Title :
Enhancing automatic speech recognition with an ultrasonic lip motion detector
Author :
Jennings, David L. ; Ruck, Dennis W.
Author_Institution :
Dept. of Electr. & Comput. Eng., Air Force Inst. of Technol., Wright-Patterson AFB, OH, USA
Abstract :
This paper presents the results of experimentation with a simple ultrasonic lip motion detector or “Ultrasonic Mike” in automatic speech recognition. The device is tested in a speaker dependent isolated word recognition task with a vocabulary consisting of the spoken digits from zero to nine. The “Ultrasonic Mike” is used as input to an automatic lip reader. The automatic lip reader uses template matching and dynamic time warping to determine the best candidate for a given test utterance. The device is first tested as a stand alone automatic lip reader achieving accuracy as high as 89%. Next the automatic lip reader is combined with a conventional automatic speech recognizer.
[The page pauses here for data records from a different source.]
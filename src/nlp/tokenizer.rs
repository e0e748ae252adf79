//! Whitespace tokenization
//!
//! Corpus text is split into lines, each line into whitespace-separated
//! tokens, and every token is case-folded. Punctuation stays attached to its
//! word ("example!" is one token). Poem input is split the same way but keeps
//! its original casing.

/// A whitespace tokenizer with case folding
#[derive(Debug, Clone, Default)]
pub struct Tokenizer {
    /// Keep blank lines as empty token lists instead of dropping them
    keep_blank_lines: bool,
}

impl Tokenizer {
    /// Create a new tokenizer with default settings
    pub fn new() -> Self {
        Self::default()
    }

    /// Keep blank lines in the output of [`tokenize_lines`](Self::tokenize_lines)
    pub fn with_blank_lines(mut self, keep: bool) -> Self {
        self.keep_blank_lines = keep;
        self
    }

    /// Split corpus text into lines of lowercase tokens
    pub fn tokenize_lines(&self, text: &str) -> Vec<Vec<String>> {
        text.lines()
            .map(|line| line.split_whitespace().map(Self::fold).collect::<Vec<_>>())
            .filter(|tokens| self.keep_blank_lines || !tokens.is_empty())
            .collect()
    }

    /// Split poem input into words, preserving original casing
    pub fn split_words<'a>(&self, input: &'a str) -> Vec<&'a str> {
        input.split_whitespace().collect()
    }

    /// Case-fold a word for graph lookups
    pub fn fold(word: &str) -> String {
        word.to_lowercase()
    }
}
//! Adjacency-map graph backing
//!
//! Each vertex maps to its outgoing edges (target -> weight). A reverse
//! index (target -> source -> weight) is kept in lock-step so that
//! `sources` is a single lookup and `remove` only touches the removed
//! vertex's neighbours instead of every vertex.

use super::{check_set_args, fmt_graph, GraphStore, Label, WeightedEdge};
use crate::errors::{GraphError, Result};
use crate::types::{Weight, NO_PRIOR_EDGE};
use rustc_hash::{FxHashMap, FxHashSet};
use std::fmt;

/// A graph stored as per-vertex outgoing and incoming edge maps
#[derive(Debug, Clone)]
pub struct AdjacencyGraph<L> {
    /// vertex -> (target -> weight); every vertex has an entry
    outgoing: FxHashMap<L, FxHashMap<L, Weight>>,
    /// vertex -> (source -> weight); mirrors `outgoing`
    incoming: FxHashMap<L, FxHashMap<L, Weight>>,
    edge_count: usize,
}

impl<L: Label> Default for AdjacencyGraph<L> {
    fn default() -> Self {
        Self::new()
    }
}

impl<L: Label> AdjacencyGraph<L> {
    /// Create a new empty graph
    pub fn new() -> Self {
        Self {
            outgoing: FxHashMap::default(),
            incoming: FxHashMap::default(),
            edge_count: 0,
        }
    }

    /// Create a graph with pre-allocated capacity
    pub fn with_capacity(vertex_capacity: usize) -> Self {
        Self {
            outgoing: FxHashMap::with_capacity_and_hasher(vertex_capacity, Default::default()),
            incoming: FxHashMap::with_capacity_and_hasher(vertex_capacity, Default::default()),
            edge_count: 0,
        }
    }

    /// Out-degree of `vertex`, if present
    pub fn out_degree(&self, vertex: &L) -> Option<usize> {
        self.outgoing.get(vertex).map(|m| m.len())
    }

    /// In-degree of `vertex`, if present
    pub fn in_degree(&self, vertex: &L) -> Option<usize> {
        self.incoming.get(vertex).map(|m| m.len())
    }

    /// Representation invariant, checked in debug builds after each mutation.
    fn check_rep(&self) {
        if cfg!(debug_assertions) {
            debug_assert_eq!(self.outgoing.len(), self.incoming.len());
            let mut forward = 0;
            for (source, targets) in &self.outgoing {
                debug_assert!(self.incoming.contains_key(source));
                for (target, weight) in targets {
                    debug_assert!(*weight >= 0);
                    debug_assert_eq!(
                        self.incoming.get(target).and_then(|m| m.get(source)),
                        Some(weight),
                        "reverse index out of sync for {:?} -> {:?}",
                        source,
                        target
                    );
                    forward += 1;
                }
            }
            let backward: usize = self.incoming.values().map(|m| m.len()).sum();
            debug_assert_eq!(forward, backward);
            debug_assert_eq!(forward, self.edge_count);
        }
    }
}

impl<L: Label> GraphStore<L> for AdjacencyGraph<L> {
    fn add(&mut self, vertex: L) -> bool {
        if self.outgoing.contains_key(&vertex) {
            return false;
        }
        self.incoming.insert(vertex.clone(), FxHashMap::default());
        self.outgoing.insert(vertex, FxHashMap::default());
        self.check_rep();
        true
    }

    fn set(&mut self, source: &L, target: &L, weight: Weight) -> Result<Weight> {
        check_set_args(|v| self.outgoing.contains_key(v), source, target, weight)?;

        let previous = self
            .outgoing
            .get_mut(source)
            .and_then(|targets| targets.insert(target.clone(), weight));
        if let Some(sources) = self.incoming.get_mut(target) {
            sources.insert(source.clone(), weight);
        }
        if previous.is_none() {
            self.edge_count += 1;
        }

        self.check_rep();
        Ok(previous.unwrap_or(NO_PRIOR_EDGE))
    }

    fn remove(&mut self, vertex: &L) -> bool {
        let Some(targets) = self.outgoing.remove(vertex) else {
            return false;
        };
        let sources = self.incoming.remove(vertex).unwrap_or_default();

        for target in targets.keys() {
            if let Some(back) = self.incoming.get_mut(target) {
                back.remove(vertex);
            }
        }
        for source in sources.keys() {
            if let Some(forward) = self.outgoing.get_mut(source) {
                forward.remove(vertex);
            }
        }

        // A self-loop appears in both maps but is one edge.
        let self_loop = targets.contains_key(vertex);
        self.edge_count -= targets.len() + sources.len() - usize::from(self_loop);

        self.check_rep();
        true
    }

    fn remove_edge(&mut self, source: &L, target: &L) -> bool {
        let removed = self
            .outgoing
            .get_mut(source)
            .and_then(|targets| targets.remove(target))
            .is_some();
        if removed {
            if let Some(sources) = self.incoming.get_mut(target) {
                sources.remove(source);
            }
            self.edge_count -= 1;
            self.check_rep();
        }
        removed
    }

    fn vertices(&self) -> FxHashSet<L> {
        self.outgoing.keys().cloned().collect()
    }

    fn sources(&self, target: &L) -> Result<FxHashMap<L, Weight>> {
        self.incoming
            .get(target)
            .cloned()
            .ok_or_else(|| GraphError::invalid_vertex(target))
    }

    fn targets(&self, source: &L) -> Result<FxHashMap<L, Weight>> {
        self.outgoing
            .get(source)
            .cloned()
            .ok_or_else(|| GraphError::invalid_vertex(source))
    }

    fn contains(&self, vertex: &L) -> bool {
        self.outgoing.contains_key(vertex)
    }

    fn weight(&self, source: &L, target: &L) -> Option<Weight> {
        self.outgoing.get(source)?.get(target).copied()
    }

    fn vertex_count(&self) -> usize {
        self.outgoing.len()
    }

    fn edge_count(&self) -> usize {
        self.edge_count
    }

    fn edges(&self) -> Vec<WeightedEdge<L>> {
        let mut edges: Vec<WeightedEdge<L>> = self
            .outgoing
            .iter()
            .flat_map(|(source, targets)| {
                targets
                    .iter()
                    .map(move |(target, &weight)| WeightedEdge::new(source.clone(), target.clone(), weight))
            })
            .collect();
        edges.sort();
        edges
    }
}

impl<L: Label> fmt::Display for AdjacencyGraph<L> {
    fn fmt(&self, f: &mut fmt::Formatter<'_>) -> fmt::Result {
        fmt_graph(self, f)
    }
}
Classifier fusion is based on a pseudo probability mass function derived from the dynamic time warping distances. The combined system is tested with various levels of acoustic noise added. In a typical example, at 0 dB, the acoustic recognizer´s accuracy was 78%, the lip reader accuracy was at 69%, but the combined accuracy was 93%. This experiment demonstrates that this simple ultrasonic lip motion detector, that has an output data rate 12500 times less than a typical video camera, can improve automatic speech recognition in noisy environments. This experiment also demonstrates an effective classifier fusion algorithm based on dynamic time warping distances
Keywords :
acoustic signal processing; nonelectric sensing devices; speech recognition; ultrasonic transducers; Ultrasonic Mike; acoustic noise; acoustic recognizer accuracy; automatic lip reader; automatic speech recognition; automatic speech recognizer; classifier fusion algorithm; dynamic time warping; dynamic time warping distances; experiment; lip reader accuracy; noisy environments; output data rate; pseudo probability mass function; speaker dependent isolated word recognition; spoken digits; template matching; test utterance; ultrasonic lip motion detector; vocabulary; Acoustic noise; Acoustic signal detection; Acoustic testing; Automatic speech recognition; Automatic testing; Cameras; Detectors; Motion detection; System testing; Vocabulary;
Conference_Titel :
Acoustics, Speech, and Signal Processing, 1995. ICASSP-95., 1995 International Conference on
Conference_Location :
Detroit, MI
Print_ISBN :
0-7803-2431-5
DOI :
10.1109/ICASSP.1995.479832